SituationAdapt: Contextual UI Optimization in Mixed Reality with Situation Awareness via LLM Reasoning
Zhipeng Li, Christoph Gebhardt, Yves Inglin, Nicolas Steck, Paul, Streli, and Christian Holz

TL;DR
SituationAdapt is a novel system that dynamically optimizes Mixed Reality user interfaces by incorporating environmental and social context through LLM-based reasoning, improving usability in mobile and shared settings.
Contribution
It introduces a comprehensive perception, reasoning, and optimization framework that adapts MR UIs based on real-world context, leveraging Vision-and-Language Models for reasoning.
Findings
The reasoning module accurately assesses UI context compared to experts.
SituationAdapt outperforms previous adaptive layout methods in user studies.

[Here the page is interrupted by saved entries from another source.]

use chrono::{DateTime, Utc};
use serde::{Deserialize, Serialize};
use serde_json::Value;

/// Append-only record of a mutating action, kept for compliance review.
/// Rows are never updated or deleted.
#[derive(Debug, Clone, Serialize, Deserialize)]
#[serde(rename_all = "camelCase")]
pub struct AuditTrail {
    pub id: i64,
    pub user_id: i64,
    /// "create", "update" or "delete".
    pub action: String,
    /// "user", "budget", "transaction", "document" or "report".
    pub entity_type: String,
    pub entity_id: i64,
    pub details: Value,
    pub ip_address: String,
    pub timestamp: DateTime<Utc>,
}

#[derive(Debug, Clone, Deserialize)]
#[serde(rename_all = "camelCase")]
pub struct InsertAuditTrail {
    pub user_id: i64,
    pub action: String,
    pub entity_type: String,
    pub entity_id: i64,
    pub details: Value,
    pub ip_address: String,
}
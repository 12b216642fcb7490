//! Audit recorder.
//!
//! Every mutating API call appends exactly one trail row naming the acting
//! user and the affected entity. The recorder is deliberately decoupled
//! from the mutation it describes: a failed audit write is logged and the
//! primary mutation stands.

use axum::http::HeaderMap;
use serde_json::Value;

use crate::middleware::CurrentUser;
use crate::models::InsertAuditTrail;
use crate::store::{AuditTrailStore, Storage};

/// Append one audit row. No-ops when no authenticated user is present.
pub async fn record(
    store: &dyn Storage,
    user: Option<&CurrentUser>,
    headers: &HeaderMap,
    action: &str,
    entity_type: &str,
    entity_id: i64,
    details: Value,
) {
    let user = match user {
        Some(user) => user,
        None => return,
    };

    let result = store
        .create_audit_trail(InsertAuditTrail {
            user_id: user.id,
            action: action.to_string(),
            entity_type: entity_type.to_string(),
            entity_id,
            details,
            ip_address: client_ip(headers),
        })
        .await;

    if let Err(e) = result {
        // The mutation already happened; never unwind it over bookkeeping
        tracing::warn!(
            "audit write failed for {} {} #{}: {}",
            action,
            entity_type,
            entity_id,
            e
        );
    }
}

/// Originating address: first hop of `x-forwarded-for` when present.
fn client_ip(headers: &HeaderMap) -> String {
    headers
        .get("x-forwarded-for")
        .and_then(|v| v.to_str().ok())
        .and_then(|v| v.split(',').next())
        .map(|v| v.trim().to_string())
        .filter(|v| !v.is_empty())
        .unwrap_or_else(|| "127.0.0.1".to_string())
}

#[cfg(test)]
mod tests {
    use super::*;
    use crate::models::Role;
    use crate::store::{AuditTrailStore, MemStore};
    use axum::http::HeaderValue;
    use serde_json::json;

    fn actor() -> CurrentUser {
        CurrentUser {
            id: 3,
            username: "admin".into(),
            role: Role::Administrator,
            department: "Dinas Kesehatan".into(),
        }
    }

    #[test]
    fn client_ip_takes_first_forwarded_hop() {
        let mut headers = HeaderMap::new();
        assert_eq!(client_ip(&headers), "127.0.0.1");

        headers.insert("x-forwarded-for", HeaderValue::from_static("10.0.0.9, 192.168.1.1"));
        assert_eq!(client_ip(&headers), "10.0.0.9");
    }

    #[tokio::test]
    async fn records_one_row_per_call() {
        let store = MemStore::new();
        let user = actor();
        record(&store, Some(&user), &HeaderMap::new(), "create", "budget", 1, json!({})).await;
        record(&store, Some(&user), &HeaderMap::new(), "update", "budget", 1, json!({})).await;

        let rows = store.audit_trails_by_entity("budget", 1).await.unwrap();
        assert_eq!(rows.len(), 2);
        assert_eq!(rows[0].action, "create");
        assert_eq!(rows[0].user_id, 3);
        assert_eq!(rows[0].ip_address, "127.0.0.1");
    }

    #[tokio::test]
    async fn no_ops_without_an_authenticated_user() {
        let store = MemStore::new();
        record(&store, None, &HeaderMap::new(), "create", "budget", 1, json!({})).await;
        assert!(store.audit_trails_by_entity("budget", 1).await.unwrap().is_empty());
    }
}
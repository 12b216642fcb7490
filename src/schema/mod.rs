//! Declarative insert schemas.
//!
//! Each resource declares the shape of its POST body as a flat field list.
//! Validation walks the whole list and reports every violation at once, so
//! a client fixing a form sees all of its mistakes in a single 400.
//! Unknown fields are ignored, matching the original system's behavior of
//! stripping anything outside the declared shape.

use chrono::DateTime;
use serde::Serialize;
use serde_json::Value;

#[derive(Debug, Clone, Copy, PartialEq, Eq)]
pub enum FieldKind {
    /// Any JSON string.
    Text,
    /// Whole number (i64 range).
    Integer,
    /// Any JSON number.
    Number,
    /// Opaque JSON value, stored as-is.
    Json,
    /// RFC 3339 timestamp string.
    Timestamp,
    /// One of the known role names.
    Role,
}

#[derive(Debug, Clone, Copy)]
pub struct FieldSpec {
    pub name: &'static str,
    pub kind: FieldKind,
    pub required: bool,
}

impl FieldSpec {
    pub const fn required(name: &'static str, kind: FieldKind) -> Self {
        Self { name, kind, required: true }
    }

    pub const fn optional(name: &'static str, kind: FieldKind) -> Self {
        Self { name, kind, required: false }
    }
}

#[derive(Debug, Clone, Serialize, PartialEq, Eq)]
pub struct Violation {
    pub field: String,
    pub message: String,
}

impl Violation {
    fn new(field: &str, message: impl Into<String>) -> Self {
        Self { field: field.to_string(), message: message.into() }
    }
}

#[derive(Debug, Clone, Copy)]
pub struct InsertSchema {
    pub entity: &'static str,
    pub fields: &'static [FieldSpec],
}

impl InsertSchema {
    /// Check `body` against the declared field list, collecting every
    /// violation rather than stopping at the first.
    pub fn validate(&self, body: &Value) -> Result<(), Vec<Violation>> {
        let object = match body.as_object() {
            Some(object) => object,
            None => {
                return Err(vec![Violation::new("", "Expected a JSON object")]);
            }
        };

        let mut violations = Vec::new();
        for field in self.fields {
            match object.get(field.name) {
                None | Some(Value::Null) => {
                    if field.required {
                        violations.push(Violation::new(field.name, "Required"));
                    }
                }
                Some(value) => {
                    if let Some(violation) = check_kind(field, value) {
                        violations.push(violation);
                    }
                }
            }
        }

        if violations.is_empty() {
            Ok(())
        } else {
            Err(violations)
        }
    }
}

fn check_kind(field: &FieldSpec, value: &Value) -> Option<Violation> {
    match field.kind {
        FieldKind::Text => {
            if !value.is_string() {
                return Some(Violation::new(field.name, "Expected string"));
            }
        }
        FieldKind::Integer => {
            if value.as_i64().is_none() {
                return Some(Violation::new(field.name, "Expected integer"));
            }
        }
        FieldKind::Number => {
            if value.as_f64().is_none() {
                return Some(Violation::new(field.name, "Expected number"));
            }
        }
        FieldKind::Json => {}
        FieldKind::Timestamp => {
            let ok = value
                .as_str()
                .map(|s| DateTime::parse_from_rfc3339(s).is_ok())
                .unwrap_or(false);
            if !ok {
                return Some(Violation::new(field.name, "Expected RFC 3339 timestamp"));
            }
        }
        FieldKind::Role => {
            let ok = matches!(
                value.as_str(),
                Some("administrator") | Some("keuangan") | Some("pimpinan")
            );
            if !ok {
                return Some(Violation::new(field.name, "Unknown role"));
            }
        }
    }
    None
}

pub const USER: InsertSchema = InsertSchema {
    entity: "user",
    fields: &[
        FieldSpec::required("username", FieldKind::Text),
        FieldSpec::required("password", FieldKind::Text),
        FieldSpec::required("name", FieldKind::Text),
        FieldSpec::required("role", FieldKind::Role),
        FieldSpec::required("department", FieldKind::Text),
        FieldSpec::optional("email", FieldKind::Text),
    ],
};

pub const BUDGET_PLAN: InsertSchema = InsertSchema {
    entity: "budget plan",
    fields: &[
        FieldSpec::required("title", FieldKind::Text),
        FieldSpec::required("fiscalYear", FieldKind::Integer),
        FieldSpec::required("department", FieldKind::Text),
        FieldSpec::required("status", FieldKind::Text),
        FieldSpec::required("totalAmount", FieldKind::Number),
        FieldSpec::required("submittedBy", FieldKind::Integer),
        FieldSpec::optional("approvedBy", FieldKind::Integer),
        FieldSpec::optional("details", FieldKind::Json),
        FieldSpec::optional("notes", FieldKind::Text),
    ],
};

pub const TRANSACTION: InsertSchema = InsertSchema {
    entity: "transaction",
    fields: &[
        FieldSpec::required("type", FieldKind::Text),
        FieldSpec::required("category", FieldKind::Text),
        FieldSpec::required("amount", FieldKind::Number),
        FieldSpec::required("description", FieldKind::Text),
        FieldSpec::required("department", FieldKind::Text),
        FieldSpec::required("budgetPlanId", FieldKind::Integer),
        FieldSpec::required("status", FieldKind::Text),
        FieldSpec::required("submittedBy", FieldKind::Integer),
        FieldSpec::optional("approvedBy", FieldKind::Integer),
        FieldSpec::optional("transactionDate", FieldKind::Timestamp),
        FieldSpec::optional("documentIds", FieldKind::Json),
    ],
};

pub const DOCUMENT: InsertSchema = InsertSchema {
    entity: "document",
    fields: &[
        FieldSpec::required("title", FieldKind::Text),
        FieldSpec::required("type", FieldKind::Text),
        FieldSpec::required("department", FieldKind::Text),
        FieldSpec::required("status", FieldKind::Text),
        FieldSpec::optional("content", FieldKind::Json),
        FieldSpec::optional("fileUrl", FieldKind::Text),
        FieldSpec::required("submittedBy", FieldKind::Integer),
        FieldSpec::optional("approvedBy", FieldKind::Integer),
        FieldSpec::optional("submissionDate", FieldKind::Timestamp),
        FieldSpec::optional("approvalDate", FieldKind::Timestamp),
    ],
};

pub const REPORT: InsertSchema = InsertSchema {
    entity: "report",
    fields: &[
        FieldSpec::required("title", FieldKind::Text),
        FieldSpec::required("type", FieldKind::Text),
        FieldSpec::required("period", FieldKind::Text),
        FieldSpec::required("periodValue", FieldKind::Text),
        FieldSpec::required("department", FieldKind::Text),
        FieldSpec::optional("content", FieldKind::Json),
        FieldSpec::optional("fileUrl", FieldKind::Text),
        FieldSpec::required("generatedBy", FieldKind::Integer),
    ],
};
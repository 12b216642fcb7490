use axum::extract::rejection::JsonRejection;
use axum::extract::{Path, Query, State};
use axum::http::{HeaderMap, StatusCode};
use axum::{Extension, Json};
use serde::Deserialize;
use serde_json::{json, Value};

use crate::app::AppState;
use crate::audit;
use crate::error::ApiError;
use crate::middleware::CurrentUser;
use crate::models::{Document, DocumentPatch, InsertDocument};
use crate::schema;
use crate::store::DocumentStore;

use super::{json_body, parse_limit};

#[derive(Debug, Deserialize)]
pub struct ListQuery {
    status: Option<String>,
    department: Option<String>,
}

#[derive(Debug, Deserialize)]
pub struct PendingQuery {
    limit: Option<String>,
}

/// POST /api/documents
pub async fn create(
    State(state): State<AppState>,
    Extension(current): Extension<CurrentUser>,
    headers: HeaderMap,
    body: Result<Json<Value>, JsonRejection>,
) -> Result<(StatusCode, Json<Document>), ApiError> {
    let mut body = json_body(body)?;
    if let Some(object) = body.as_object_mut() {
        object.insert("submittedBy".to_string(), json!(current.id));
    }
    schema::DOCUMENT.validate(&body)?;

    let insert: InsertDocument = serde_json::from_value(body)
        .map_err(|_| ApiError::bad_request("Invalid request body"))?;
    let document = state.store.create_document(insert).await?;

    audit::record(
        state.store.as_ref(),
        Some(&current),
        &headers,
        "create",
        "document",
        document.id,
        json!({ "title": document.title, "type": document.kind }),
    )
    .await;

    Ok((StatusCode::CREATED, Json(document)))
}

/// GET /api/documents/pending?limit=
pub async fn pending(
    State(state): State<AppState>,
    Query(query): Query<PendingQuery>,
) -> Result<Json<Vec<Document>>, ApiError> {
    let limit = parse_limit(query.limit.as_deref(), 5);
    Ok(Json(state.store.pending_documents(limit).await?))
}

/// GET /api/documents?status=|department=
///
/// No recognized filter yields an empty list (see the note on
/// [`super::budget_plans::list`]).
pub async fn list(
    State(state): State<AppState>,
    Query(query): Query<ListQuery>,
) -> Result<Json<Vec<Document>>, ApiError> {
    let documents = if let Some(status) = query.status.as_deref() {
        state.store.documents_by_status(status).await?
    } else if let Some(department) = query.department.as_deref() {
        state.store.documents_by_department(department).await?
    } else {
        Vec::new()
    };

    Ok(Json(documents))
}

/// GET /api/documents/:id
pub async fn show(
    State(state): State<AppState>,
    Path(id): Path<i64>,
) -> Result<Json<Document>, ApiError> {
    let document = state
        .store
        .document(id)
        .await?
        .ok_or_else(|| ApiError::not_found("Document not found"))?;
    Ok(Json(document))
}

/// PATCH /api/documents/:id
pub async fn update(
    State(state): State<AppState>,
    Extension(current): Extension<CurrentUser>,
    headers: HeaderMap,
    Path(id): Path<i64>,
    body: Result<Json<Value>, JsonRejection>,
) -> Result<Json<Document>, ApiError> {
    if state.store.document(id).await?.is_none() {
        return Err(ApiError::not_found("Document not found"));
    }

    let body = json_body(body)?;
    let patch: DocumentPatch = serde_json::from_value(body.clone())
        .map_err(|_| ApiError::bad_request("Invalid request body"))?;

    let document = state
        .store
        .update_document(id, patch)
        .await?
        .ok_or_else(|| ApiError::not_found("Document not found"))?;

    audit::record(
        state.store.as_ref(),
        Some(&current),
        &headers,
        "update",
        "document",
        id,
        json!({ "changes": body }),
    )
    .await;

    Ok(Json(document))
}
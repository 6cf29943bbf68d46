//! Database schema definitions
//!
//! Row types for sqlx mapping from SQLite tables, plus the conversions back
//! into domain types. Decimals are stored as TEXT so no precision is lost;
//! parsing failures surface as `StoreError::InvalidDecimal`.

use crate::error::{StoreError, StoreResult};
use bankbot_core::{
    Loan, Transaction, TransactionDetails, TransactionKind, TransferRequest, TransferStatus,
    UserAccount,
};
use chrono::{DateTime, Utc};
use rust_decimal::Decimal;
use serde::{Deserialize, Serialize};
use std::str::FromStr;

/// Parse a TEXT decimal column.
pub(crate) fn parse_decimal(value: &str) -> StoreResult<Decimal> {
    Decimal::from_str(value).map_err(|_| StoreError::InvalidDecimal(value.to_string()))
}

/// Row type for the `users` table
#[derive(Debug, Clone, sqlx::FromRow, Serialize, Deserialize)]
pub struct UserRow {
    pub user_id: i64,
    pub balance: String, // Decimal stored as TEXT
    pub last_gift_at: Option<DateTime<Utc>>,
}

impl UserRow {
    pub fn into_account(self) -> StoreResult<UserAccount> {
        Ok(UserAccount {
            user_id: self.user_id,
            balance: parse_decimal(&self.balance)?,
            last_gift_at: self.last_gift_at,
        })
    }
}

/// Row type for the `transactions` table
#[derive(Debug, Clone, sqlx::FromRow, Serialize, Deserialize)]
pub struct TransactionRow {
    /// Insertion order; canonical per-owner history order
    pub seq: i64,
    pub id: String,
    pub owner_id: i64,
    pub kind: String,
    pub amount: String, // Decimal stored as TEXT
    pub details: String, // JSON payload
    pub created_at: DateTime<Utc>,
}

impl TransactionRow {
    pub fn into_transaction(self) -> StoreResult<Transaction> {
        let kind = TransactionKind::from_str(&self.kind).ok_or_else(|| {
            StoreError::InvalidEnumValue {
                field: "transactions.kind".to_string(),
                value: self.kind.clone(),
            }
        })?;
        let details: TransactionDetails = serde_json::from_str(&self.details)?;
        Ok(Transaction {
            id: self.id,
            owner_id: self.owner_id,
            kind,
            amount: parse_decimal(&self.amount)?,
            details,
            created_at: self.created_at,
        })
    }
}

/// Row type for the `transfers` table
#[derive(Debug, Clone, sqlx::FromRow, Serialize, Deserialize)]
pub struct TransferRow {
    pub id: String,
    pub sender_id: i64,
    pub recipient_id: i64,
    pub amount: String,
    pub fee: String,
    pub status: String,
    pub created_at: DateTime<Utc>,
}

impl TransferRow {
    pub fn into_request(self) -> StoreResult<TransferRequest> {
        let status = TransferStatus::from_str(&self.status).ok_or_else(|| {
            StoreError::InvalidEnumValue {
                field: "transfers.status".to_string(),
                value: self.status.clone(),
            }
        })?;
        Ok(TransferRequest {
            id: self.id,
            sender_id: self.sender_id,
            recipient_id: self.recipient_id,
            amount: parse_decimal(&self.amount)?,
            fee: parse_decimal(&self.fee)?,
            status,
            created_at: self.created_at,
        })
    }
}

/// Row type for the `loans` table
#[derive(Debug, Clone, sqlx::FromRow, Serialize, Deserialize)]
pub struct LoanRow {
    pub id: String,
    pub borrower_id: i64,
    pub principal: String,
    pub interest: String,
    pub total_due: String,
    pub paid: bool,
    pub issued_at: DateTime<Utc>,
}

impl LoanRow {
    pub fn into_loan(self) -> StoreResult<Loan> {
        Ok(Loan {
            id: self.id,
            borrower_id: self.borrower_id,
            principal: parse_decimal(&self.principal)?,
            interest: parse_decimal(&self.interest)?,
            total_due: parse_decimal(&self.total_due)?,
            paid: self.paid,
            issued_at: self.issued_at,
        })
    }
}

/// Row type for the singleton `pool` table
#[derive(Debug, Clone, sqlx::FromRow, Serialize, Deserialize)]
pub struct PoolRow {
    pub id: i64,
    pub amount: String,
}

/// Row type for the `pool_history` table
#[derive(Debug, Clone, sqlx::FromRow, Serialize, Deserialize)]
pub struct PoolSampleRow {
    pub seq: i64,
    pub delta: String,
    /// Pool amount right after the delta was applied
    pub amount_after: String,
    pub created_at: DateTime<Utc>,
}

Demonstrates versatility across various MR applications.
Abstract
Mixed Reality is increasingly used in mobile settings beyond controlled home and office spaces. This mobility introduces the need for user interface layouts that adapt to varying contexts. However, existing adaptive systems are designed only for static environments. In this paper, we introduce SituationAdapt, a system that adjusts Mixed Reality UIs to real-world surroundings by considering environmental and social cues in shared settings. Our system consists of perception, reasoning, and optimization modules for UI adaptation. Our perception module identifies objects and individuals around the user, while our reasoning module leverages a Vision-and-Language Model to assess the placement of interactive UI elements. This ensures that adapted layouts do not obstruct relevant environmental cues or interfere with social norms. Our optimization module then generates Mixed Reality interfaces…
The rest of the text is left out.